[Stored data]

┌──

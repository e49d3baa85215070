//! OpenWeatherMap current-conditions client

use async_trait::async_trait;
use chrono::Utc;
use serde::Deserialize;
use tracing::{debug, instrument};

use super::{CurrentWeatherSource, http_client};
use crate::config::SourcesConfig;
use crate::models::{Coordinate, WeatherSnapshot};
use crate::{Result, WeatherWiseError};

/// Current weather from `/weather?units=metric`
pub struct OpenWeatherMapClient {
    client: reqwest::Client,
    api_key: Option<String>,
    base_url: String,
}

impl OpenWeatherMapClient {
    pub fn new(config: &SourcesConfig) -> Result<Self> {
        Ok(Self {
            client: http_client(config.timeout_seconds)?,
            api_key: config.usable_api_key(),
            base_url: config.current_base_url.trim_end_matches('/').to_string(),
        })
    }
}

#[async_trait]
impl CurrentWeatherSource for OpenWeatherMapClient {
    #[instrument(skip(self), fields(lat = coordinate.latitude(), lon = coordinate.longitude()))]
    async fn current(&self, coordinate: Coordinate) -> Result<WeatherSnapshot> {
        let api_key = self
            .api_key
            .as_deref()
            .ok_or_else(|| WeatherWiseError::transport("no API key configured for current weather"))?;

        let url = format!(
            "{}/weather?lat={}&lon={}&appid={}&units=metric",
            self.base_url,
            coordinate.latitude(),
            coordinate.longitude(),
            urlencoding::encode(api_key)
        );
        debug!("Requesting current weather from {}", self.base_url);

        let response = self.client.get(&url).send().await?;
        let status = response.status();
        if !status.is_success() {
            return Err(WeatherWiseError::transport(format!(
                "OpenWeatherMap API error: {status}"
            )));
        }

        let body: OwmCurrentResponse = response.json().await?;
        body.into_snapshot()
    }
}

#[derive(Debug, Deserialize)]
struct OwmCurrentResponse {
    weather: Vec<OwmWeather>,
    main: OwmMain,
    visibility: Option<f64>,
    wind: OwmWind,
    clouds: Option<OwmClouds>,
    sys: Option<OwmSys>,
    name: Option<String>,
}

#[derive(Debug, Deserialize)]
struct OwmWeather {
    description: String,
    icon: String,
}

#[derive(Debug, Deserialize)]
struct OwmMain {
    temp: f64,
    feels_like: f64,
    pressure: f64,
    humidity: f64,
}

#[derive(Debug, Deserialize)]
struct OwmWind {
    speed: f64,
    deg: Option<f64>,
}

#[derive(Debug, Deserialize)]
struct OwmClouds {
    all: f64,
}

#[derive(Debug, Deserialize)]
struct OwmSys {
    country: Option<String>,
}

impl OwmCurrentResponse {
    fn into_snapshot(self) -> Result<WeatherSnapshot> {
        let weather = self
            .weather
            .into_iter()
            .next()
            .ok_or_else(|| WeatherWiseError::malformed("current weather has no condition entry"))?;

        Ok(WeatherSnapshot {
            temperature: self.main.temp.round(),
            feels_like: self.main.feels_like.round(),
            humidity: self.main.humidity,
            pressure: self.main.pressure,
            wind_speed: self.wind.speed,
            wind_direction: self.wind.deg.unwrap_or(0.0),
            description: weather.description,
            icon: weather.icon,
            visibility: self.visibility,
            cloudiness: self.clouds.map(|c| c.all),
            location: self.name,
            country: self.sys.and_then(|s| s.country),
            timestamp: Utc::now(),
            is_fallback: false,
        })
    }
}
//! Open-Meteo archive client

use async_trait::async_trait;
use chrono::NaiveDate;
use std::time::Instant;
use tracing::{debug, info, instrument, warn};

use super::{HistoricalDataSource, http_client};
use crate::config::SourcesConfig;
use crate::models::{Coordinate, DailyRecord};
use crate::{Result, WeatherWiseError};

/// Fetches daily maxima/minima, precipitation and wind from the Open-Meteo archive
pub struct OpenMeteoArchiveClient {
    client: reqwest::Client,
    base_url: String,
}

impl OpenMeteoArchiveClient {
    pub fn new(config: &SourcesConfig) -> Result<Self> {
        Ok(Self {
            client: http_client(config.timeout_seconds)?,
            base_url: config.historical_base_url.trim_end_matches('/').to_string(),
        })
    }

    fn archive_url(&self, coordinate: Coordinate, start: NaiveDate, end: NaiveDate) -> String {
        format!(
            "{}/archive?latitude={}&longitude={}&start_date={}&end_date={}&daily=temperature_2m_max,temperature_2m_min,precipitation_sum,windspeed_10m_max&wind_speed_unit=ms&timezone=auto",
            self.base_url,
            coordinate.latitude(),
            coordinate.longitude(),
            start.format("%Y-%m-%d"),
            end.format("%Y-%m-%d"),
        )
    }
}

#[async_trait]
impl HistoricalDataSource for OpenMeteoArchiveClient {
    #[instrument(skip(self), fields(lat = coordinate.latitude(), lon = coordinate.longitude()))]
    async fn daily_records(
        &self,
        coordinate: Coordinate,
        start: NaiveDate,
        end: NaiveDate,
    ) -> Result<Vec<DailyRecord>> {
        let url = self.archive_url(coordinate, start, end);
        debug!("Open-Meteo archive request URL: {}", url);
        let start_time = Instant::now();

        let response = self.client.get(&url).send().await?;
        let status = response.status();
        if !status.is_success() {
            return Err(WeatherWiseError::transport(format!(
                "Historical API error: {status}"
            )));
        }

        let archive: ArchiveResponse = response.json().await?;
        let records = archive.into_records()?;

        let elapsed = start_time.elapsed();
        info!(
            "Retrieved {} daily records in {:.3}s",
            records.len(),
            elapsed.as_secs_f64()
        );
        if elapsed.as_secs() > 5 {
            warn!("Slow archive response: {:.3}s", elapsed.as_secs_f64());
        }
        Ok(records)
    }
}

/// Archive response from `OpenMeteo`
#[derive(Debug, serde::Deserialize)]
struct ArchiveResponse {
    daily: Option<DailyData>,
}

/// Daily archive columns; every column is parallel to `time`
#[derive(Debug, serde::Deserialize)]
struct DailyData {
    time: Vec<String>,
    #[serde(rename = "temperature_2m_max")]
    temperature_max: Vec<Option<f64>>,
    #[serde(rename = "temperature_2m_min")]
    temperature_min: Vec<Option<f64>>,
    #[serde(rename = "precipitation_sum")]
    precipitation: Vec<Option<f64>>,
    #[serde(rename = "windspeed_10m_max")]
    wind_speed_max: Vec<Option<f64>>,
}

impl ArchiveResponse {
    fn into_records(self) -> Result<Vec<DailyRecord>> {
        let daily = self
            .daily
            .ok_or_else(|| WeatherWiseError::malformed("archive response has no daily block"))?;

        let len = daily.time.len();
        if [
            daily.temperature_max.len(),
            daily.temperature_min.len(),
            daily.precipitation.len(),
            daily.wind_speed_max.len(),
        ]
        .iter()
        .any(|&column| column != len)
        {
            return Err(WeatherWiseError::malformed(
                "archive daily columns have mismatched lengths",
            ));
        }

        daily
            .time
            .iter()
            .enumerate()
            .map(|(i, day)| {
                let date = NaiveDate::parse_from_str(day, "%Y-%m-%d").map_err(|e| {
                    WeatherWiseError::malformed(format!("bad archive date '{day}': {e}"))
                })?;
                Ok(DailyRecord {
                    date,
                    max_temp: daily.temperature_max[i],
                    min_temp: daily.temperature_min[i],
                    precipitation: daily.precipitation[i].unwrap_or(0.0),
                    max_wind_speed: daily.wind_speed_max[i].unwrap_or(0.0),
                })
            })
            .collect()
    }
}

└──

Exercise brief
List every line from the entries above in which "instrument" appears.

Answer space
use tracing::{debug, instrument};
    #[instrument(skip(self), fields(lat = coordinate.latitude(), lon = coordinate.longitude()))]
use tracing::{debug, info, instrument, warn};
    #[instrument(skip(self), fields(lat = coordinate.latitude(), lon = coordinate.longitude()))]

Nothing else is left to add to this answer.